- _Aim of the exercise_
The lines from the start of the data through the line with "holds data for" are to be returned verbatim; all later lines are to be omitted.

Given data section start

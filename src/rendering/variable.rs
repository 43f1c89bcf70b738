//! Derived per-cell variables
//!
//! A [`Variable`] is a count over one of the loaded source relations, taken
//! per (product, firm, week) cell of the panel. Cells whose week lies outside
//! the time range covered by the source relation are unobserved (NULL) and are
//! left to the variable's imputation strategy.

use std::sync::Arc;

use crate::panel::db::Relation;
use crate::panel::error::PanelError;
use crate::panel::query::{apply_criteria, Ident, Predicate, QueryCriterion, SelectQuery};
use crate::panel::types::{FirmId, ProductId};
use crate::panel::windows::{unix_from_running_var, UNIX_WEEK};

use super::data_set::PanelDataSet;
use super::imputation::{MeanImputationStrategy, MeanImputer};
use super::space_selector::{validate_selection_space, RenderStrategy, SpaceSelector};

#[derive(Debug, Clone, Copy, PartialEq, Eq)]
pub enum VariableSource {
    /// Clicks on the product at the firm during the week
    ClickCount,
    /// Offer spells of the product at the firm overlapping the week
    ActiveOfferCount,
}

impl VariableSource {
    fn relation(&self) -> Relation {
        match self {
            VariableSource::ClickCount => Relation::Clicks,
            VariableSource::ActiveOfferCount => Relation::Offers,
        }
    }

    /// Earliest and latest time the relation holds data for
    fn coverage_query(&self) -> SelectQuery {
        let (start, end) = match self {
            VariableSource::ClickCount => ("timestamp", "timestamp"),
            VariableSource::ActiveOfferCount => ("dtimebegin", "dtimeend"),
        };
        SelectQuery::from(self.relation().ident())
            .min_as(Ident::from_static(start), Ident::from_static("first_time"))
            .max_as(Ident::from_static(end), Ident::from_static("last_time"))
    }

    fn cell_query(&self, product: ProductId, firm: &str, week: i64) -> SelectQuery {
        let from = unix_from_running_var(week);
        let query = SelectQuery::from(self.relation().ident())
            .count_as(Ident::from_static("n"))
            .filter(Predicate::Eq(Ident::from_static("produkt_id"), product.into()))
            .filter(Predicate::Eq(Ident::from_static("haendler_bez"), firm.to_string().into()));
        match self {
            VariableSource::ClickCount => {
                query.filter(Predicate::Between(Ident::from_static("timestamp"), from, from + UNIX_WEEK - 1))
            }
            VariableSource::ActiveOfferCount => query.filter(Predicate::Overlaps {
                start: Ident::from_static("dtimebegin"),
                end: Ident::from_static("dtimeend"),
                from,
                to: from + UNIX_WEEK,
            }),
        }
    }
}

pub struct Variable {
    /// Column name in the panel relation
    pub name: Ident,
    pub description: String,
    pub source: VariableSource,
    pub imputation: MeanImputationStrategy,
    /// Applied to every source query (e.g. scraper exclusion for clicks)
    pub criteria: Vec<Arc<dyn QueryCriterion>>,
}

impl Variable {
    pub fn new(name: Ident, description: impl Into<String>, source: VariableSource) -> Self {
        Self {
            name,
            description: description.into(),
            source,
            imputation: MeanImputationStrategy::None,
            criteria: Vec::new(),
        }
    }

    pub fn with_imputation(mut self, imputation: MeanImputationStrategy) -> Self {
        self.imputation = imputation;
        self
    }

    pub fn with_criterion(mut self, criterion: Arc<dyn QueryCriterion>) -> Self {
        self.criteria.push(criterion);
        self
    }
}

#[derive(Debug, Clone, Copy, PartialEq, Eq)]
pub struct RenderReport {
    pub strategies: [RenderStrategy; 3],
    /// Cells in the selected space
    pub cells: usize,
    pub observed: usize,
    pub imputed: usize,
}

pub struct VariableRenderer<'a> {
    data_set: &'a PanelDataSet,
}

impl<'a> VariableRenderer<'a> {
    pub fn new(data_set: &'a PanelDataSet) -> Self {
        Self { data_set }
    }

    /// Compute `variable` for every selected cell, then impute the gaps
    pub fn render(&self, variable: &Variable, selector: &SpaceSelector) -> Result<RenderReport, PanelError> {
        let strategies = selector.strategies();
        if !validate_selection_space(&strategies, selector) {
            return Err(PanelError::InvalidSelection(format!(
                "selection does not fit strategies {:?}",
                strategies
            )));
        }
        selector.check_coordinates(self.data_set)?;

        log::info!("🎨 Rendering '{}' ({})", variable.name, variable.description);
        log::info!("   ├─ Strategies (firm, product, week): {:?}", strategies);

        let store = self.data_set.store();
        let table = self.data_set.table();
        self.data_set.add_column(&variable.name)?;

        let mut cells_query = SelectQuery::from(table.clone())
            .column(Ident::from_static("rowid"))
            .column(Ident::from_static("product_id"))
            .column(Ident::from_static("firm_id"))
            .column(Ident::from_static("week_running_var"));
        for predicate in selector.predicates() {
            cells_query = cells_query.filter(predicate);
        }
        let cells: Vec<(i64, ProductId, FirmId, i64)> = store.query_map(&cells_query.build(), |row| {
            Ok((row.get(0)?, row.get(1)?, row.get(2)?, row.get(3)?))
        })?;

        store.ensure_relation(variable.source.relation())?;
        let coverage: Option<(i64, i64)> = store
            .query_map(&variable.source.coverage_query().build(), |row| {
                Ok((row.get::<_, Option<i64>>(0)?, row.get::<_, Option<i64>>(1)?))
            })?
            .into_iter()
            .next()
            .and_then(|(first, last)| first.zip(last));

        // Half-open [first, end): click timestamps are instants, offer ends are exclusive
        let coverage = coverage.map(|(first, last)| match variable.source {
            VariableSource::ClickCount => (first, last + 1),
            VariableSource::ActiveOfferCount => (first, last),
        });

        let mut values: Vec<(i64, Option<i64>)> = Vec::with_capacity(cells.len());
        for (rowid, product, firm, week) in &cells {
            let week_start = unix_from_running_var(*week);
            let observed = coverage
                .map(|(first, end)| week_start < end && week_start + UNIX_WEEK > first)
                .unwrap_or(false);
            if !observed {
                values.push((*rowid, None));
                continue;
            }
            let query = apply_criteria(variable.source.cell_query(*product, firm, *week), &variable.criteria);
            let count = store.query_i64s(&query.build())?.first().copied().unwrap_or(0);
            values.push((*rowid, Some(count)));
        }

        let update_sql = format!("UPDATE {} SET {} = ? WHERE rowid = ?", table, variable.name);
        store.with_connection(|conn| {
            let tx = conn.transaction()?;
            {
                let mut stmt = tx.prepare_cached(&update_sql)?;
                for (rowid, value) in &values {
                    stmt.execute(rusqlite::params![value, rowid])?;
                }
            }
            tx.commit()?;
            Ok(())
        })?;

        let observed = values.iter().filter(|(_, v)| v.is_some()).count();
        let imputed = MeanImputer::new(store.clone()).impute(
            variable.imputation,
            table,
            &variable.name,
            &variable.name,
            &selector.predicates(),
        )?;

        log::info!("   └─ {} cells, {} observed, {} imputed", cells.len(), observed, imputed);
        Ok(RenderReport { strategies, cells: cells.len(), observed, imputed })
    }

    /// Render several variables over the same selection, in order
    ///
    /// Stops at the first variable that fails; earlier columns stay rendered.
    pub fn render_all(&self, variables: &[Variable], selector: &SpaceSelector) -> Result<Vec<RenderReport>, PanelError> {
        log::info!("🎨 Rendering {} variables over '{}'", variables.len(), self.data_set.table());
        let mut reports = Vec::with_capacity(variables.len());
        for variable in variables {
            match self.render(variable, selector) {
                Ok(report) => reports.push(report),
                Err(e) => {
                    log::error!("❌ Rendering '{}' failed: {}", variable.name, e);
                    return Err(e);
                }
            }
        }
        log::info!("✅ Rendered {} variables", reports.len());
        Ok(reports)
    }
}
//! Drives panel assembly over all seal events
//!
//! Two modes:
//! - sequential: events run one after another in input order
//! - pool: up to `max_workers` events in flight, completion order unspecified
//!
//! In both modes the assembler (and with it the store) is behind a single
//! async lease. A worker holds the lease while its event's windows are loaded
//! and queried, and releases it before emitting rows, so the store is never
//! mutated while another worker reads it. Per-event failures are logged and
//! counted; they never abort the run.

use serde::Serialize;
use std::path::Path;
use std::sync::Arc;
use tokio::sync::{Mutex, Semaphore};
use tokio_util::sync::CancellationToken;

use super::assembler::PanelAssembler;
use super::error::PanelError;
use super::output_writer::PanelWriter;
use super::state::ProcessedFirmSet;
use super::types::SealChangeEvent;

#[derive(Debug, Clone, Copy, PartialEq, Eq)]
pub enum CoordinatorMode {
    Sequential,
    Pool { max_workers: usize },
}

impl CoordinatorMode {
    pub fn from_flags(parallel: bool, max_workers: usize) -> Self {
        if parallel {
            CoordinatorMode::Pool { max_workers: max_workers.max(1) }
        } else {
            CoordinatorMode::Sequential
        }
    }
}

#[derive(Debug, Clone, Copy, PartialEq, Eq)]
pub enum EventOutcome {
    Written { rows: u64 },
    /// (firm, seal date) was already processed in this run
    Skipped,
}

/// Counts surfaced at the end of every run
#[derive(Debug, Clone, Copy, Default, PartialEq, Eq, Serialize)]
pub struct RunSummary {
    pub attempted: usize,
    pub succeeded: usize,
    pub skipped: usize,
    pub failed: usize,
    pub rows_written: u64,
}

impl RunSummary {
    fn record(&mut self, outcome: &Result<EventOutcome, PanelError>) {
        self.attempted += 1;
        match outcome {
            Ok(EventOutcome::Written { rows }) => {
                self.succeeded += 1;
                self.rows_written += rows;
            }
            Ok(EventOutcome::Skipped) => self.skipped += 1,
            Err(_) => self.failed += 1,
        }
    }

    /// Count seal-table rows dropped for an unparseable date as skipped events
    pub fn record_malformed(&mut self, malformed: usize) {
        self.attempted += malformed;
        self.skipped += malformed;
    }

    /// 0 when every event went through, 1 when at least one failed
    pub fn exit_code(&self) -> i32 {
        if self.failed == 0 {
            0
        } else {
            1
        }
    }

    pub fn log(&self) {
        log::info!("📊 Run summary:");
        log::info!("   ├─ Attempted: {}", self.attempted);
        log::info!("   ├─ Succeeded: {}", self.succeeded);
        log::info!("   ├─ Skipped: {}", self.skipped);
        log::info!("   ├─ Failed: {}", self.failed);
        log::info!("   └─ Rows written: {}", self.rows_written);
    }

    /// Write the summary as a JSON document, for run bookkeeping outside the logs
    pub fn write_json(&self, path: &Path) -> Result<(), PanelError> {
        let file = std::fs::File::create(path)?;
        serde_json::to_writer_pretty(file, self)?;
        Ok(())
    }
}

type SharedWriter = Arc<Mutex<Box<dyn PanelWriter>>>;

pub struct ConcurrencyCoordinator {
    assembler: Arc<Mutex<PanelAssembler>>,
    writer: SharedWriter,
    processed: Arc<ProcessedFirmSet>,
    mode: CoordinatorMode,
    cancel: CancellationToken,
}

impl ConcurrencyCoordinator {
    pub fn new(assembler: PanelAssembler, writer: Box<dyn PanelWriter>, mode: CoordinatorMode) -> Self {
        Self {
            assembler: Arc::new(Mutex::new(assembler)),
            writer: Arc::new(Mutex::new(writer)),
            processed: Arc::new(ProcessedFirmSet::new()),
            mode,
            cancel: CancellationToken::new(),
        }
    }

    /// Stop scheduling new events once `cancel` fires
    pub fn with_cancellation(mut self, cancel: CancellationToken) -> Self {
        self.cancel = cancel;
        self
    }

    pub fn processed(&self) -> &ProcessedFirmSet {
        &self.processed
    }

    pub async fn run(&self, events: Vec<SealChangeEvent>) -> RunSummary {
        log::info!("🚀 Assembling panel for {} seal events ({:?})", events.len(), self.mode);
        log::info!("   └─ Output backend: {}", self.writer.lock().await.backend_type());

        let summary = match self.mode {
            CoordinatorMode::Sequential => self.run_sequential(events).await,
            CoordinatorMode::Pool { max_workers } => self.run_pool(events, max_workers).await,
        };

        if let Err(e) = self.writer.lock().await.flush().await {
            log::error!("❌ Failed to flush panel output: {}", e);
        }
        summary
    }

    async fn run_sequential(&self, events: Vec<SealChangeEvent>) -> RunSummary {
        let mut summary = RunSummary::default();
        for event in events {
            if self.cancel.is_cancelled() {
                log::warn!("⚠️  Run cancelled, remaining events not scheduled");
                break;
            }
            let firm = event.firm.clone();
            let outcome = process_event(
                self.assembler.clone(),
                self.writer.clone(),
                self.processed.clone(),
                event,
            )
            .await;
            log_outcome(&firm, &outcome);
            summary.record(&outcome);
        }
        summary
    }

    async fn run_pool(&self, events: Vec<SealChangeEvent>, max_workers: usize) -> RunSummary {
        let permits = Arc::new(Semaphore::new(max_workers.max(1)));
        let mut handles = Vec::with_capacity(events.len());

        for event in events {
            if self.cancel.is_cancelled() {
                log::warn!("⚠️  Run cancelled, remaining events not scheduled");
                break;
            }
            let permit = match permits.clone().acquire_owned().await {
                Ok(permit) => permit,
                Err(_) => break,
            };

            let assembler = self.assembler.clone();
            let writer = self.writer.clone();
            let processed = self.processed.clone();
            let firm = event.firm.clone();
            let handle = tokio::spawn(async move {
                let outcome = process_event(assembler, writer, processed, event).await;
                drop(permit);
                outcome
            });
            handles.push((firm, handle));
        }

        let mut summary = RunSummary::default();
        for (firm, handle) in handles {
            let outcome = match handle.await {
                Ok(outcome) => outcome,
                Err(join_err) => Err(PanelError::from(join_err)),
            };
            log_outcome(&firm, &outcome);
            summary.record(&outcome);
        }
        summary
    }
}

/// Prepare one event under the store lease, then stream its rows out per task
async fn process_event(
    assembler: Arc<Mutex<PanelAssembler>>,
    writer: SharedWriter,
    processed: Arc<ProcessedFirmSet>,
    event: SealChangeEvent,
) -> Result<EventOutcome, PanelError> {
    let lease = assembler.lock_owned().await;
    let plan = tokio::task::spawn_blocking(move || lease.assemble(&event, &processed)).await??;

    let Some(plan) = plan else {
        return Ok(EventOutcome::Skipped);
    };

    let mut rows_written = 0u64;
    for rows in plan.task_rows() {
        if rows.is_empty() {
            continue;
        }
        writer.lock().await.write_rows(&rows).await?;
        rows_written += rows.len() as u64;
    }
    Ok(EventOutcome::Written { rows: rows_written })
}

fn log_outcome(firm: &str, outcome: &Result<EventOutcome, PanelError>) {
    match outcome {
        Ok(EventOutcome::Written { rows }) => log::info!("   └─ ✅ '{}': {} rows written", firm, rows),
        Ok(EventOutcome::Skipped) => {}
        Err(e) => log::error!("❌ Seal event '{}' failed: {}", firm, e),
    }
}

Given data section end

- _Response_
filename src/rendering/variable.rs
repository 43f1c89bcf70b738
//! Derived per-cell variables
//!
//! A [`Variable`] is a count over one of the loaded source relations, taken
//! per (product, firm, week) cell of the panel. Cells whose week lies outside
//! the time range covered by the source relation are unobserved (NULL) and are
//! left to the variable's imputation strategy.

use std::sync::Arc;

use crate::panel::db::Relation;
use crate::panel::error::PanelError;
use crate::panel::query::{apply_criteria, Ident, Predicate, QueryCriterion, SelectQuery};
use crate::panel::types::{FirmId, ProductId};
use crate::panel::windows::{unix_from_running_var, UNIX_WEEK};

use super::data_set::PanelDataSet;
use super::imputation::{MeanImputationStrategy, MeanImputer};
use super::space_selector::{validate_selection_space, RenderStrategy, SpaceSelector};

#[derive(Debug, Clone, Copy, PartialEq, Eq)]
pub enum VariableSource {
    /// Clicks on the product at the firm during the week
    ClickCount,
    /// Offer spells of the product at the firm overlapping the week
    ActiveOfferCount,
}

impl VariableSource {
    fn relation(&self) -> Relation {
        match self {
            VariableSource::ClickCount => Relation::Clicks,
            VariableSource::ActiveOfferCount => Relation::Offers,
        }
    }

    /// Earliest and latest time the relation holds data for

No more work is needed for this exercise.